- _Input material_
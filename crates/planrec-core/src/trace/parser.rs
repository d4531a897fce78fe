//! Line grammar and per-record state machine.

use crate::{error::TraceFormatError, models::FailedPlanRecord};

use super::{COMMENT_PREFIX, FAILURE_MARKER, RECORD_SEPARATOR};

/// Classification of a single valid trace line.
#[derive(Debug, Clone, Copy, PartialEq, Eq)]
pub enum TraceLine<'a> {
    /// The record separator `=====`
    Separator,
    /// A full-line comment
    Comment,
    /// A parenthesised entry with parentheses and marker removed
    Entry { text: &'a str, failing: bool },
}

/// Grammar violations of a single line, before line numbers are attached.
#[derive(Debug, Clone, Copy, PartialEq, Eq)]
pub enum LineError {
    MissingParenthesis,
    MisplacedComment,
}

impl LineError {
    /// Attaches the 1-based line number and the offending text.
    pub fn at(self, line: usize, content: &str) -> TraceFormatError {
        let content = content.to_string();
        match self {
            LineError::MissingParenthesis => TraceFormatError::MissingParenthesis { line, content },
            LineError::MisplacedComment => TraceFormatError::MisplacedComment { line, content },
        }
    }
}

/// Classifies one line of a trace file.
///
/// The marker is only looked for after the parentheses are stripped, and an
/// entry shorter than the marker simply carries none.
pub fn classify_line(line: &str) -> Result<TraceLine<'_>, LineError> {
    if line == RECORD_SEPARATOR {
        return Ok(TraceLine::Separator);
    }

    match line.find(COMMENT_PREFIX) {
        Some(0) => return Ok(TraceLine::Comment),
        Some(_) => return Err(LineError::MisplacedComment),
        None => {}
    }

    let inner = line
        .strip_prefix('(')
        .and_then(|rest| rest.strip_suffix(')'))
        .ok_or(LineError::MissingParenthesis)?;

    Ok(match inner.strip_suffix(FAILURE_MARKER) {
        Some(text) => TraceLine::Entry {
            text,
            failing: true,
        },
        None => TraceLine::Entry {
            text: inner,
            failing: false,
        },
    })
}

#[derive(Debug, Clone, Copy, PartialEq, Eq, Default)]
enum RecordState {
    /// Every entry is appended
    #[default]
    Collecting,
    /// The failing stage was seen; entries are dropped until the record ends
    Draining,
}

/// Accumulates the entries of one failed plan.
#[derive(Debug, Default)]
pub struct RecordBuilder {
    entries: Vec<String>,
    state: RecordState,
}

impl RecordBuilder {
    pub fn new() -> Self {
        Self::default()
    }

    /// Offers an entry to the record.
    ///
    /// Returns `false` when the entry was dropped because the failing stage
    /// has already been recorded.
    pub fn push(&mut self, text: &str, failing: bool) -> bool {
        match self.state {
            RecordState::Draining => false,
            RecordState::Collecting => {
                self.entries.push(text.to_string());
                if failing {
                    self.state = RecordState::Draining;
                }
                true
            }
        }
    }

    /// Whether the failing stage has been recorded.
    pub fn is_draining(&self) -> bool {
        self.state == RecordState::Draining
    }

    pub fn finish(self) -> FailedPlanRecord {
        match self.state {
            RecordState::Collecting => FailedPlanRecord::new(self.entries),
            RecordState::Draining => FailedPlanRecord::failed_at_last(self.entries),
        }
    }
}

...

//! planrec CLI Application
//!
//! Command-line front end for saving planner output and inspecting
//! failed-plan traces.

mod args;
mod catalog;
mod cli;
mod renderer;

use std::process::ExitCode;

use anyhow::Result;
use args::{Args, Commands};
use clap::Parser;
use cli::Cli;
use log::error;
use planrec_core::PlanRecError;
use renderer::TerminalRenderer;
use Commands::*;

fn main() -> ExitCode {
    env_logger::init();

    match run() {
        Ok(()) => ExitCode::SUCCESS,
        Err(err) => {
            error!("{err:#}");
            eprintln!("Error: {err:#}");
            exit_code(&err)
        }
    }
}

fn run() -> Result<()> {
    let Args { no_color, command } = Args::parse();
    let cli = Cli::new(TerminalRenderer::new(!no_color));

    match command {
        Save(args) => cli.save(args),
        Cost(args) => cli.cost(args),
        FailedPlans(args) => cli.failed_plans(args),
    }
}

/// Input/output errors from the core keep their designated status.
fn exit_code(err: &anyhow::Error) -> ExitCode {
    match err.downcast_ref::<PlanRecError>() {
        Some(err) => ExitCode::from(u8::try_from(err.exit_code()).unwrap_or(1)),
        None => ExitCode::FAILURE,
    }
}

* * *

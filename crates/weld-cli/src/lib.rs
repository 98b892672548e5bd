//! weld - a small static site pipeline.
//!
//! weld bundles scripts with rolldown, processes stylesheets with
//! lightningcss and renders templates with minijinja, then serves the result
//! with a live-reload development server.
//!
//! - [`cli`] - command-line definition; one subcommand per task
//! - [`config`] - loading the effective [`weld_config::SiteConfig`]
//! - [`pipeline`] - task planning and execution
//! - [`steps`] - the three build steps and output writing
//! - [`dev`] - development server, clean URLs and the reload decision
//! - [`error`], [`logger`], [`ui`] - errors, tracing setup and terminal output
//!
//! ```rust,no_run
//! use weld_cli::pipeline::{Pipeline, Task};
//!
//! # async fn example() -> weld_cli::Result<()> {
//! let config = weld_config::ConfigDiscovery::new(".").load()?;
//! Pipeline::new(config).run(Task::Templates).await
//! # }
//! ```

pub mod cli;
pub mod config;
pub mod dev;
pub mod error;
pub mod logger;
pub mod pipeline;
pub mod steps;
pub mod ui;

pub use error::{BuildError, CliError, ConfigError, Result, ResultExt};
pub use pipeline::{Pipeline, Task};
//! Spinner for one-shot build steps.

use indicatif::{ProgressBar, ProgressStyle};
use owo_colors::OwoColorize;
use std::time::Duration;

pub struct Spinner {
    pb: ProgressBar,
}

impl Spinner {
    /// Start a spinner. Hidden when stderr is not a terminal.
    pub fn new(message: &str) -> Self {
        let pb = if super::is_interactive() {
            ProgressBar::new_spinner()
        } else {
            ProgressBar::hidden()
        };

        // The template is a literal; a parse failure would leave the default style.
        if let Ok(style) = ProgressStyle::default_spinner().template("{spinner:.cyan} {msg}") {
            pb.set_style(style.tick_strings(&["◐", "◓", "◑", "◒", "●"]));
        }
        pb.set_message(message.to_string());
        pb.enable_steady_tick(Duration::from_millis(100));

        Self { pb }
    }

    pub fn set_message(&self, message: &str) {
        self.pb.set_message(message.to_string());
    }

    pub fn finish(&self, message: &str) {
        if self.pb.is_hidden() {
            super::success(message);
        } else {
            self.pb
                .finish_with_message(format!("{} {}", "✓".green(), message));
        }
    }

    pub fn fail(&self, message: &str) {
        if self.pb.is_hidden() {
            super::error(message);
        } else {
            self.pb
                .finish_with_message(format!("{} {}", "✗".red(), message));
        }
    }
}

- _Task to complete_
Filter the records above down to the lines containing "false".

- _Response to this task_
            failing: false,
    /// Returns `false` when the entry was dropped because the failing stage
            RecordState::Draining => false,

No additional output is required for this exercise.